Still, I decided to play dumb. “Talk about what?” I innocently asked. If there was anything to talk about I’d say it was how she got here. Why’s it always have to be me? Let her think about her trauma for once.

“We need to negotiate a bit. First of all you should think of us like a divorced couple and now we need to figure out who gets custody of our body in the real world.” I nodded along even though I wasn’t exactly sure what she was talking about.

I tried to clarify what she meant, “You mean like my bod-“ She interrupted me “our body!”
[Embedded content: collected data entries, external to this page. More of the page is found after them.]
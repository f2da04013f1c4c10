//! Adapter checkpoints written during training.
//!
//! Each checkpoint is a `step_<n>` directory holding the adapter-only
//! weights, `adapter_config.json` and a `metadata.json` with the training
//! progress. A `latest` file names the newest one.

use crate::Result;
use serde::{Deserialize, Serialize};
use std::fs;
use std::path::{Path, PathBuf};
use vigogne_core::LoraBias;
use vigogne_lora::{extract_adapter_state, load_adapter, save_adapter, AdapterConfig, StateDict};

const METADATA_FILE: &str = "metadata.json";
const LATEST_FILE: &str = "latest";
const STEP_PREFIX: &str = "step_";

/// Training state metadata.
#[derive(Debug, Clone, Serialize, Deserialize, PartialEq)]
pub struct CheckpointMetadata {
    /// Optimizer step.
    pub step: usize,
    /// Epoch.
    pub epoch: usize,
    /// Token-weighted training loss of the last step.
    pub loss: Option<f64>,
    /// Evaluation loss, when an evaluation ran at this step.
    pub eval_loss: Option<f64>,
    /// Learning rate of the last step.
    pub learning_rate: f64,
    /// Random seed.
    pub seed: u64,
    /// RFC 3339 timestamp.
    pub timestamp: String,
}

impl CheckpointMetadata {
    /// Metadata stamped with the current time.
    pub fn new(step: usize, epoch: usize, learning_rate: f64) -> Self {
        Self {
            step,
            epoch,
            loss: None,
            eval_loss: None,
            learning_rate,
            seed: 42,
            timestamp: chrono::Utc::now().to_rfc3339(),
        }
    }

    /// Set the training loss.
    pub fn with_loss(mut self, loss: Option<f64>) -> Self {
        self.loss = loss;
        self
    }

    /// Set the evaluation loss.
    pub fn with_eval_loss(mut self, loss: Option<f64>) -> Self {
        self.eval_loss = loss;
        self
    }

    /// Set the seed.
    pub fn with_seed(mut self, seed: u64) -> Self {
        self.seed = seed;
        self
    }
}

/// A checkpoint read back from disk.
#[derive(Debug, Clone)]
pub struct LoadedCheckpoint {
    /// Adapter configuration.
    pub config: AdapterConfig,
    /// Adapter weights.
    pub weights: StateDict,
    /// Progress at save time.
    pub metadata: CheckpointMetadata,
}

/// Saves adapter checkpoints and rotates old ones.
#[derive(Debug, Clone)]
pub struct CheckpointManager {
    checkpoint_dir: PathBuf,
    max_checkpoints: Option<usize>,
    adapter_config: AdapterConfig,
    bias: LoraBias,
}

impl CheckpointManager {
    /// Create a manager writing under `checkpoint_dir`.
    pub fn new(
        checkpoint_dir: impl AsRef<Path>,
        adapter_config: AdapterConfig,
        bias: LoraBias,
    ) -> Result<Self> {
        let checkpoint_dir = checkpoint_dir.as_ref().to_path_buf();
        fs::create_dir_all(&checkpoint_dir)?;
        Ok(Self {
            checkpoint_dir,
            max_checkpoints: None,
            adapter_config,
            bias,
        })
    }

    /// Keep at most `max` step checkpoints (`None` keeps all).
    pub fn with_max_checkpoints(mut self, max: Option<usize>) -> Self {
        self.max_checkpoints = max;
        self
    }

    /// Checkpoint directory.
    pub fn checkpoint_dir(&self) -> &Path {
        &self.checkpoint_dir
    }

    /// Save the adapter part of `model_state` as `step_<n>`.
    pub fn save_checkpoint(
        &self,
        model_state: &StateDict,
        metadata: &CheckpointMetadata,
    ) -> Result<PathBuf> {
        let step_dir = self
            .checkpoint_dir
            .join(format!("{STEP_PREFIX}{}", metadata.step));
        self.write(&step_dir, model_state)?;
        fs::write(
            step_dir.join(METADATA_FILE),
            serde_json::to_string_pretty(metadata)?,
        )?;
        fs::write(
            self.checkpoint_dir.join(LATEST_FILE),
            format!("{STEP_PREFIX}{}", metadata.step),
        )?;

        self.cleanup_old_checkpoints()?;
        tracing::info!(step = metadata.step, path = %step_dir.display(), "Saved checkpoint");
        Ok(step_dir)
    }

    /// Save the final adapter directly into `dir`.
    pub fn save_final(&self, dir: &Path, model_state: &StateDict) -> Result<()> {
        self.write(dir, model_state)
    }

    fn write(&self, dir: &Path, model_state: &StateDict) -> Result<()> {
        let adapter = extract_adapter_state(model_state, self.bias);
        if adapter.is_empty() {
            tracing::warn!(path = %dir.display(), "Model state has no LoRA parameters");
        }
        save_adapter(dir, &adapter, &self.adapter_config)?;
        Ok(())
    }

    fn cleanup_old_checkpoints(&self) -> Result<()> {
        let Some(max) = self.max_checkpoints else {
            return Ok(());
        };

        let checkpoints = self.list_checkpoints()?;
        let excess = checkpoints.len().saturating_sub(max);
        for (step, path) in checkpoints.into_iter().take(excess) {
            match fs::remove_dir_all(&path) {
                Ok(()) => tracing::debug!(step, "Removed old checkpoint"),
                Err(e) => tracing::warn!(step, error = %e, "Failed to remove old checkpoint"),
            }
        }
        Ok(())
    }

    /// Step checkpoints on disk, oldest first.
    pub fn list_checkpoints(&self) -> Result<Vec<(usize, PathBuf)>> {
        let mut checkpoints: Vec<(usize, PathBuf)> = fs::read_dir(&self.checkpoint_dir)?
            .filter_map(|entry| entry.ok())
            .filter(|entry| entry.path().is_dir())
            .filter_map(|entry| {
                let name = entry.file_name().to_string_lossy().to_string();
                let step = name.strip_prefix(STEP_PREFIX)?.parse::<usize>().ok()?;
                Some((step, entry.path()))
            })
            .collect();

        checkpoints.sort_by_key(|(step, _)| *step);
        Ok(checkpoints)
    }

    /// Load a checkpoint directory.
    pub fn load_checkpoint(path: &Path) -> Result<LoadedCheckpoint> {
        let (config, weights) = load_adapter(path)?;
        let metadata: CheckpointMetadata =
            serde_json::from_str(&fs::read_to_string(path.join(METADATA_FILE))?)?;
        tracing::info!(step = metadata.step, path = %path.display(), "Loaded checkpoint");
        Ok(LoadedCheckpoint {
            config,
            weights,
            metadata,
        })
    }

    /// Load the newest checkpoint, if any.
    pub fn load_latest(&self) -> Result<Option<LoadedCheckpoint>> {
        let latest = self.checkpoint_dir.join(LATEST_FILE);
        if !latest.exists() {
            return Ok(None);
        }
        let path = self.checkpoint_dir.join(fs::read_to_string(latest)?.trim());
        if path.exists() {
            Self::load_checkpoint(&path).map(Some)
        } else {
            Ok(None)
        }
    }
}

#[cfg(test)]
mod tests {
    use super::*;
    use vigogne_core::LoraConfig;
    use vigogne_lora::ParamTensor;

    fn model_state() -> StateDict {
        StateDict::from([
            (
                "base_model.model.layers.0.q_proj.weight".to_string(),
                ParamTensor::zeros(vec![4, 4]),
            ),
            (
                "base_model.model.layers.0.q_proj.lora_A.default.weight".to_string(),
                ParamTensor::new(vec![2, 4], vec![0.5; 8]).unwrap(),
            ),
            (
                "base_model.model.layers.0.q_proj.lora_B.default.weight".to_string(),
                ParamTensor::zeros(vec![4, 2]),
            ),
        ])
    }

    fn manager(dir: &Path) -> CheckpointManager {
        let config = AdapterConfig::from_lora_config(&LoraConfig::default(), None);
        CheckpointManager::new(dir, config, LoraBias::None).unwrap()
    }

    #[test]
    fn test_checkpoint_save_load() {
        let temp_dir = tempfile::tempdir().unwrap();
        let manager = manager(temp_dir.path());

        let metadata = CheckpointMetadata::new(50, 1, 1e-4).with_loss(Some(0.3));
        let path = manager.save_checkpoint(&model_state(), &metadata).unwrap();
        assert!(path.ends_with("step_50"));

        let loaded = CheckpointManager::load_checkpoint(&path).unwrap();
        assert_eq!(loaded.metadata, metadata);
        assert_eq!(loaded.weights.len(), 2);
        assert!(loaded
            .weights
            .contains_key("base_model.model.layers.0.q_proj.lora_A.weight"));
    }

    #[test]
    fn test_checkpoint_latest() {
        let temp_dir = tempfile::tempdir().unwrap();
        let manager = manager(temp_dir.path());
        assert!(manager.load_latest().unwrap().is_none());

        for step in [10, 20, 30] {
            let meta = CheckpointMetadata::new(step, 0, 1e-4);
            manager.save_checkpoint(&model_state(), &meta).unwrap();
        }
        let latest = manager.load_latest().unwrap().unwrap();
        assert_eq!(latest.metadata.step, 30);
    }

    #[test]
    fn test_checkpoint_rotation() {
        let temp_dir = tempfile::tempdir().unwrap();
        let manager = manager(temp_dir.path()).with_max_checkpoints(Some(2));

        for step in [10, 20, 30, 40] {
            let meta = CheckpointMetadata::new(step, 0, 1e-4);
            manager.save_checkpoint(&model_state(), &meta).unwrap();
        }
        let steps: Vec<usize> = manager
            .list_checkpoints()
            .unwrap()
            .into_iter()
            .map(|(s, _)| s)
            .collect();
        assert_eq!(steps, vec![30, 40]);
    }

    #[test]
    fn test_save_final() {
        let temp_dir = tempfile::tempdir().unwrap();
        let manager = manager(&temp_dir.path().join("checkpoints"));
        manager.save_final(temp_dir.path(), &model_state()).unwrap();
        assert!(temp_dir.path().join(vigogne_lora::ADAPTER_WEIGHTS_NAME).exists());
        assert!(temp_dir.path().join(vigogne_lora::ADAPTER_CONFIG_NAME).exists());
    }
}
This sounded bad. It sounded like she wanted my… our body for herself. Did this mean I needed a lawyer? I don’t think I have enough money even if I broke open my piggy bank. I’ll just have to represent myself. I’ve watched enough law and order to know what to do, but… do I really want that?

If this meant I’d get to stay away from real life for a bit and get to live here in my garden, then I was all for it. I didn’t want to deal with mom anymore.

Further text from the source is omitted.